● **Work item**:
State how many lines of the entries hold the string "keyed", and output nothing but that count.

(Given information begins)

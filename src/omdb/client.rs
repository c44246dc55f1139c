//! HTTP client for the OMDb API

use async_trait::async_trait;
use reqwest::Client;
use std::collections::BTreeMap;
use std::time::Duration;
use tracing::debug;
use url::Url;

use super::filter::MovieFilter;
use super::models::{MovieResponse, RawSearchResponse, SearchResponse};
use crate::config::OmdbConfig;
use crate::errors::{AppError, AppResult, OmdbError, OmdbResult};

/// Remote movie metadata source
#[cfg_attr(test, mockall::automock)]
#[async_trait]
pub trait MovieApi: Send + Sync {
    /// Detail lookup by id or exact title
    async fn get_movie(&self, filter: &MovieFilter) -> OmdbResult<MovieResponse>;

    /// One page of a free-text search
    async fn search_movies(&self, filter: &MovieFilter) -> OmdbResult<SearchResponse>;
}

pub struct OmdbClient {
    client: Client,
    base_url: Url,
    api_key: String,
}

impl OmdbClient {
    pub fn new(base_url: &str, api_key: impl Into<String>, timeout: Duration) -> OmdbResult<Self> {
        let client = Client::builder()
            .timeout(timeout)
            .user_agent(concat!("filmfinder/", env!("CARGO_PKG_VERSION")))
            .build()?;

        Ok(Self {
            client,
            base_url: Url::parse(base_url)?,
            api_key: api_key.into(),
        })
    }

    pub fn from_config(config: &OmdbConfig) -> AppResult<Self> {
        Self::new(&config.base_url, config.api_key.clone(), config.request_timeout)
            .map_err(|e| AppError::configuration(format!("Failed to create OMDb client: {e}")))
    }

    /// One GET against the API with `params` plus the key. Returns the body
    /// text of any 2xx response.
    pub async fn get(&self, params: &BTreeMap<String, String>) -> OmdbResult<String> {
        if self.api_key.is_empty() {
            return Err(OmdbError::MissingApiKey);
        }

        let mut url = self.base_url.clone();
        {
            let mut query = url.query_pairs_mut();
            for (key, value) in params {
                query.append_pair(key, value);
            }
            query.append_pair("apikey", &self.api_key);
        }

        // Logged before the key is part of anything we print
        debug!("OMDb request to {} with {:?}", self.base_url, params);

        let response = self.client.get(url).send().await?;
        let status = response.status();
        if !status.is_success() {
            return Err(OmdbError::Status {
                status: status.as_u16(),
            });
        }

        let body = response.text().await?;
        debug!("OMDb response: {} bytes", body.len());
        Ok(body)
    }
}

#[async_trait]
impl MovieApi for OmdbClient {
    async fn get_movie(&self, filter: &MovieFilter) -> OmdbResult<MovieResponse> {
        let body = self.get(&filter.to_query_map()).await?;
        Ok(serde_json::from_str(&body)?)
    }

    async fn search_movies(&self, filter: &MovieFilter) -> OmdbResult<SearchResponse> {
        let body = self.get(&filter.to_query_map()).await?;
        let raw: RawSearchResponse = serde_json::from_str(&body)?;
        Ok(SearchResponse::from_raw(raw, filter.page.max(1)))
    }
}

#[cfg(test)]
mod tests {
    use super::*;

    #[tokio::test]
    async fn test_missing_key_fails_before_request() {
        // Port 9 is discard; nothing should be sent anyway
        let client = OmdbClient::new("http://127.0.0.1:9/", "", Duration::from_secs(1)).unwrap();
        let result = client.get_movie(&MovieFilter::by_title("Heat")).await;
        assert!(matches!(result, Err(OmdbError::MissingApiKey)));
    }

    #[test]
    fn test_rejects_bad_base_url() {
        let result = OmdbClient::new("not a url", "key", Duration::from_secs(1));
        assert!(matches!(result, Err(OmdbError::InvalidUrl(_))));
    }

    #[test]
    fn test_from_config_defaults() {
        assert!(OmdbClient::from_config(&OmdbConfig::default()).is_ok());
    }
}
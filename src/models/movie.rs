//! Denormalized movie record as stored locally

use serde::{Deserialize, Serialize};

/// Marker the API uses for "no value"
pub const NOT_AVAILABLE: &str = "N/A";

/// A rating from one source, e.g. `("Rotten Tomatoes", "91%")`
#[derive(Debug, Clone, PartialEq, Eq, Serialize, Deserialize)]
pub struct Rating {
    pub source: String,
    pub value: String,
}

impl Rating {
    pub fn new(source: impl Into<String>, value: impl Into<String>) -> Self {
        Self {
            source: source.into(),
            value: value.into(),
        }
    }
}

/// Full movie details keyed by IMDb id
#[derive(Debug, Clone, PartialEq, Serialize, Deserialize)]
pub struct Movie {
    pub imdb_id: String,
    pub title: String,
    pub year: i32,
    pub rated: String,
    pub released: String,
    pub runtime: String,
    pub genres: Vec<String>,
    pub director: String,
    pub writers: Vec<String>,
    pub actors: Vec<String>,
    pub plot: String,
    pub languages: Vec<String>,
    pub countries: Vec<String>,
    pub awards: String,
    pub poster: String,
    pub ratings: Vec<Rating>,
    pub metascore: i32,
    pub imdb_rating: f32,
    pub imdb_votes: String,
    pub media_type: String,
    pub dvd: String,
    pub box_office: String,
    pub production: String,
    pub website: String,
    pub response: String,
}

impl Default for Movie {
    fn default() -> Self {
        Self {
            imdb_id: String::new(),
            title: String::new(),
            year: 0,
            rated: String::new(),
            released: String::new(),
            runtime: String::new(),
            genres: Vec::new(),
            director: String::new(),
            writers: Vec::new(),
            actors: Vec::new(),
            plot: String::new(),
            languages: Vec::new(),
            countries: Vec::new(),
            awards: String::new(),
            poster: String::new(),
            ratings: Vec::new(),
            metascore: 0,
            imdb_rating: 0.0,
            imdb_votes: String::new(),
            media_type: String::new(),
            dvd: NOT_AVAILABLE.to_string(),
            box_office: NOT_AVAILABLE.to_string(),
            production: NOT_AVAILABLE.to_string(),
            website: NOT_AVAILABLE.to_string(),
            response: "True".to_string(),
        }
    }
}

impl Movie {
    /// Poster URL if it points somewhere, `None` for empty or "N/A"
    pub fn poster_url(&self) -> Option<&str> {
        let poster = self.poster.trim();
        if poster.is_empty() || poster == NOT_AVAILABLE {
            None
        } else {
            Some(poster)
        }
    }
}
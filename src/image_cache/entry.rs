//! Decoded image payload and URL precondition checks

use std::fmt;

use crate::models::movie::NOT_AVAILABLE;

/// An image decoded to RGBA8 pixels. Immutable once built; shared as `Arc`.
#[derive(Clone, PartialEq, Eq)]
pub struct DecodedImage {
    width: u32,
    height: u32,
    pixels: Vec<u8>,
}

impl DecodedImage {
    pub fn new(width: u32, height: u32, pixels: Vec<u8>) -> Self {
        Self {
            width,
            height,
            pixels,
        }
    }

    pub fn width(&self) -> u32 {
        self.width
    }

    pub fn height(&self) -> u32 {
        self.height
    }

    pub fn pixels(&self) -> &[u8] {
        &self.pixels
    }

    /// Bytes this image counts against the cache budget
    pub fn weight(&self) -> usize {
        self.pixels.len()
    }
}

impl fmt::Debug for DecodedImage {
    fn fmt(&self, f: &mut fmt::Formatter<'_>) -> fmt::Result {
        f.debug_struct("DecodedImage")
            .field("width", &self.width)
            .field("height", &self.height)
            .field("weight", &self.pixels.len())
            .finish()
    }
}

/// Empty, blank, or the API's "N/A" marker: no fetch should be attempted
pub fn is_unavailable_url(url: &str) -> bool {
    let url = url.trim();
    url.is_empty() || url == NOT_AVAILABLE
}
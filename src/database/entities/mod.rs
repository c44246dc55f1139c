//! SeaORM entities

pub mod movies;

pub mod prelude {
    pub use super::movies::Entity as Movies;
}
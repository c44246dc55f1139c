//! Screen-scoped poster image cache
//!
//! Decoded images are held in memory keyed by their source URL and bounded by
//! a byte budget with least-recently-used eviction. Each load also records the
//! URL under the screen that asked for it, so leaving a screen can drop that
//! screen's images in one call:
//!
//! - At most one network fetch per URL while it stays cached
//! - Failures (bad URL, network, timeout, status, decode) surface as `None`
//! - `clear_screen` removes the screen's URLs from the shared cache even when
//!   another screen still shows the same image
//!
//! Fetching and decoding sit behind the [`ImageFetcher`] and [`ImageDecoder`]
//! traits; [`HttpImageFetcher`] and [`RasterDecoder`] are the production
//! implementations.

pub mod capacity;
pub mod decoder;
pub mod entry;
pub mod fetcher;
pub mod service;
pub mod state;

pub use capacity::cache_capacity_bytes;
pub use decoder::{DecodeError, ImageDecoder, RasterDecoder};
pub use entry::{DecodedImage, is_unavailable_url};
pub use fetcher::{FetchError, HttpImageFetcher, ImageFetcher};
pub use service::{CacheStats, ScopedImageCache};
pub use state::{CacheState, InsertOutcome};
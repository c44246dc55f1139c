/// Configuration default values
///
/// This module contains all the default values for configuration options,
/// making them easily changeable in one central location.
// OMDb defaults
pub const DEFAULT_OMDB_BASE_URL: &str = "https://www.omdbapi.com/";
pub const DEFAULT_OMDB_REQUEST_TIMEOUT_SECS: u64 = 15;

// Database defaults
pub const DEFAULT_DATABASE_URL: &str = "sqlite://./filmfinder.db";
pub const DEFAULT_MAX_CONNECTIONS: u32 = 5;

// Image cache defaults
pub const DEFAULT_MEMORY_FRACTION: u32 = 8;
pub const DEFAULT_MIN_CACHE_BYTES: u64 = 4 * 1024 * 1024; // 4MB
pub const DEFAULT_FETCH_TIMEOUT_SECS: u64 = 3;
pub const DEFAULT_CONNECT_TIMEOUT_SECS: u64 = 3;
pub const DEFAULT_MAX_IMAGE_SIZE: &str = "10MB";
pub const DEFAULT_MAX_DECODED_SIZE: &str = "64MB";
pub const DEFAULT_MAX_DECODED_BYTES: u64 = 64 * 1024 * 1024;

// Environment
pub const ENV_PREFIX: &str = "FILMFINDER_";
pub const DEFAULT_CONFIG_FILE: &str = "filmfinder.toml";
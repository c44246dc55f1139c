//! `movies` table. List-valued fields are JSON text.

use sea_orm::entity::prelude::*;

#[derive(Clone, Debug, PartialEq, DeriveEntityModel)]
#[sea_orm(table_name = "movies")]
pub struct Model {
    #[sea_orm(primary_key, auto_increment = false)]
    pub imdb_id: String,
    pub title: String,
    pub year: i32,
    pub rated: String,
    pub released: String,
    pub runtime: String,
    #[sea_orm(column_type = "Text")]
    pub genres: String,
    pub director: String,
    #[sea_orm(column_type = "Text")]
    pub writers: String,
    #[sea_orm(column_type = "Text")]
    pub actors: String,
    #[sea_orm(column_type = "Text")]
    pub plot: String,
    #[sea_orm(column_type = "Text")]
    pub languages: String,
    #[sea_orm(column_type = "Text")]
    pub countries: String,
    pub awards: String,
    pub poster: String,
    #[sea_orm(column_type = "Text")]
    pub ratings: String,
    pub metascore: i32,
    pub imdb_rating: f32,
    pub imdb_votes: String,
    pub media_type: String,
    pub dvd: String,
    pub box_office: String,
    pub production: String,
    pub website: String,
    pub response: String,
    pub created_at: ChronoDateTimeUtc,
    pub updated_at: ChronoDateTimeUtc,
}

#[derive(Copy, Clone, Debug, EnumIter, DeriveRelation)]
pub enum Relation {}

impl ActiveModelBehavior for ActiveModel {}
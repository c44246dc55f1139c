//! Human-readable formatting and parsing for memory sizes and durations

const UNITS: &[&str] = &["B", "KB", "MB", "GB", "TB"];
const THRESHOLD: f64 = 1024.0;

/// Formats a memory value in bytes to a human-readable string with appropriate units
pub fn format_memory(bytes: f64) -> String {
    if bytes == 0.0 {
        return "0B".to_string();
    }

    let mut size = bytes.abs();
    let mut unit_index = 0;

    while size >= THRESHOLD && unit_index < UNITS.len() - 1 {
        size /= THRESHOLD;
        unit_index += 1;
    }

    let sign = if bytes < 0.0 { "-" } else { "" };

    if unit_index == 0 {
        format!("{}{:.0}{}", sign, size, UNITS[unit_index])
    } else if size >= 10.0 {
        format!("{}{:.1}{}", sign, size, UNITS[unit_index])
    } else {
        format!("{}{:.2}{}", sign, size, UNITS[unit_index])
    }
}

/// Parses "512", "512B", "64KB", "1.5MB", "2 GB" into bytes (binary multiples).
/// Returns None for anything else.
pub fn parse_memory(value: &str) -> Option<u64> {
    let trimmed = value.trim();
    let split_at = trimmed
        .find(|c: char| !(c.is_ascii_digit() || c == '.'))
        .unwrap_or(trimmed.len());
    let (number, unit) = trimmed.split_at(split_at);
    let number: f64 = number.parse().ok()?;
    if !number.is_finite() || number < 0.0 {
        return None;
    }

    let unit = unit.trim().to_ascii_uppercase();
    let exponent = match unit.as_str() {
        "" | "B" => 0,
        "K" | "KB" | "KIB" => 1,
        "M" | "MB" | "MIB" => 2,
        "G" | "GB" | "GIB" => 3,
        "T" | "TB" | "TIB" => 4,
        _ => return None,
    };

    Some((number * THRESHOLD.powi(exponent)) as u64)
}

/// Formats a time duration in milliseconds to a human-readable string
pub fn format_duration(millis: u64) -> String {
    if millis < 1000 {
        format!("{}ms", millis)
    } else if millis < 60_000 {
        let seconds = millis as f64 / 1000.0;
        if seconds >= 10.0 {
            format!("{:.1}s", seconds)
        } else {
            format!("{:.2}s", seconds)
        }
    } else {
        let total_seconds = millis / 1000;
        let minutes = total_seconds / 60;
        let seconds = total_seconds % 60;

        if seconds == 0 {
            format!("{}m", minutes)
        } else {
            format!("{}m{}s", minutes, seconds)
        }
    }
}

#[cfg(test)]
mod tests {
    use super::*;
    use rstest::rstest;

    #[test]
    fn test_format_memory() {
        assert_eq!(format_memory(0.0), "0B");
        assert_eq!(format_memory(512.0), "512B");
        assert_eq!(format_memory(1024.0), "1.00KB");
        assert_eq!(format_memory(1536.0), "1.50KB");
        assert_eq!(format_memory(1048576.0), "1.00MB");
        assert_eq!(format_memory(104857600.0), "100.0MB");
        assert_eq!(format_memory(10485760.0), "10.0MB");
    }

    #[rstest]
    #[case("512", Some(512))]
    #[case("512B", Some(512))]
    #[case("64KB", Some(64 * 1024))]
    #[case("64kb", Some(64 * 1024))]
    #[case("1.5MB", Some(1024 * 1024 + 512 * 1024))]
    #[case("2 GB", Some(2 * 1024 * 1024 * 1024))]
    #[case("10MiB", Some(10 * 1024 * 1024))]
    #[case("", None)]
    #[case("MB", None)]
    #[case("12 parsecs", None)]
    fn test_parse_memory(#[case] input: &str, #[case] expected: Option<u64>) {
        assert_eq!(parse_memory(input), expected);
    }

    #[test]
    fn test_format_duration() {
        assert_eq!(format_duration(0), "0ms");
        assert_eq!(format_duration(500), "500ms");
        assert_eq!(format_duration(1500), "1.50s");
        assert_eq!(format_duration(10000), "10.0s");
        assert_eq!(format_duration(60000), "1m");
        assert_eq!(format_duration(90000), "1m30s");
    }
}
//! Centralized error handling for filmfinder
//!
//! Errors are grouped by the layer that raises them:
//!
//! - **OMDb Errors**: remote metadata lookups (transport, status, parsing)
//! - **Repository Errors**: local movie store access
//! - **Configuration / Validation Errors**: startup and input problems
//!
//! The image cache has its own failure types (`FetchError`, `DecodeError`)
//! which never leave `ScopedImageCache::load`; a failed image load is reported
//! as the absence of an image.
//!
//! # Usage
//!
//! ```rust
//! use filmfinder::errors::{AppError, AppResult};
//!
//! fn example_function() -> AppResult<String> {
//!     Err(AppError::validation("title must not be empty"))
//! }
//! ```

pub mod types;

pub use types::*;

/// Convenience type alias for Results using AppError
pub type AppResult<T> = Result<T, AppError>;

/// Convenience type alias for Repository Results
pub type RepositoryResult<T> = Result<T, RepositoryError>;

/// Convenience type alias for OMDb client Results
pub type OmdbResult<T> = Result<T, OmdbError>;
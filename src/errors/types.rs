//! Error type definitions for filmfinder
//!
//! A small hierarchy: `AppError` wraps the layer-specific enums so callers at
//! the composition root only deal with one type.

use thiserror::Error;

/// Top-level application error type
#[derive(Error, Debug)]
pub enum AppError {
    /// Remote metadata API errors
    #[error("OMDb error: {0}")]
    Omdb(#[from] OmdbError),

    /// Local store errors
    #[error("Repository error: {0}")]
    Repository(#[from] RepositoryError),

    /// Validation errors
    #[error("Validation error: {message}")]
    Validation { message: String },

    /// Configuration errors
    #[error("Configuration error: {message}")]
    Configuration { message: String },
}

/// Errors raised by the OMDb client
#[derive(Error, Debug)]
pub enum OmdbError {
    /// Transport failures: connection refused, timeout, TLS
    #[error("HTTP request failed: {0}")]
    Http(#[from] reqwest::Error),

    /// Non-2xx response from the API
    #[error("HTTP error: {status}")]
    Status { status: u16 },

    /// Body was not a JSON object we could read
    #[error("Failed to parse response: {0}")]
    Parse(#[from] serde_json::Error),

    /// The API answered `Response: "False"` for a detail lookup
    #[error("Movie not found: {0}")]
    NotFound(String),

    /// Base URL could not be combined with the query
    #[error("Invalid request URL: {0}")]
    InvalidUrl(#[from] url::ParseError),

    #[error("No OMDb API key configured (set omdb.api_key or FILMFINDER_OMDB__API_KEY)")]
    MissingApiKey,
}

/// Local store errors
#[derive(Error, Debug)]
pub enum RepositoryError {
    /// Database errors from SeaORM
    #[error("Database error: {0}")]
    Database(#[from] sea_orm::DbErr),

    /// List columns are stored as JSON text
    #[error("Serialization failed: {0}")]
    SerializationFailed(#[from] serde_json::Error),

    /// Record not found
    #[error("Record not found: {table} with {field} = {value}")]
    RecordNotFound {
        table: String,
        field: String,
        value: String,
    },
}

/// Convenience methods for creating common error types
impl AppError {
    /// Create a validation error with a custom message
    pub fn validation<S: Into<String>>(message: S) -> Self {
        Self::Validation {
            message: message.into(),
        }
    }

    /// Create a configuration error
    pub fn configuration<S: Into<String>>(message: S) -> Self {
        Self::Configuration {
            message: message.into(),
        }
    }
}

impl RepositoryError {
    pub fn movie_not_found<S: Into<String>>(imdb_id: S) -> Self {
        Self::RecordNotFound {
            table: "movies".to_string(),
            field: "imdb_id".to_string(),
            value: imdb_id.into(),
        }
    }
}

#[cfg(test)]
mod tests {
    use super::*;

    #[test]
    fn test_error_messages() {
        let err = AppError::validation("empty title");
        assert_eq!(err.to_string(), "Validation error: empty title");

        let err: AppError = OmdbError::NotFound("Movie not found!".to_string()).into();
        assert_eq!(err.to_string(), "OMDb error: Movie not found: Movie not found!");

        let err = RepositoryError::movie_not_found("tt0000001");
        assert_eq!(
            err.to_string(),
            "Record not found: movies with imdb_id = tt0000001"
        );
    }

    #[test]
    fn test_status_error() {
        let err = OmdbError::Status { status: 401 };
        assert_eq!(err.to_string(), "HTTP error: 401");
    }
}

(Given information ends)

● **Exercise solution**:
2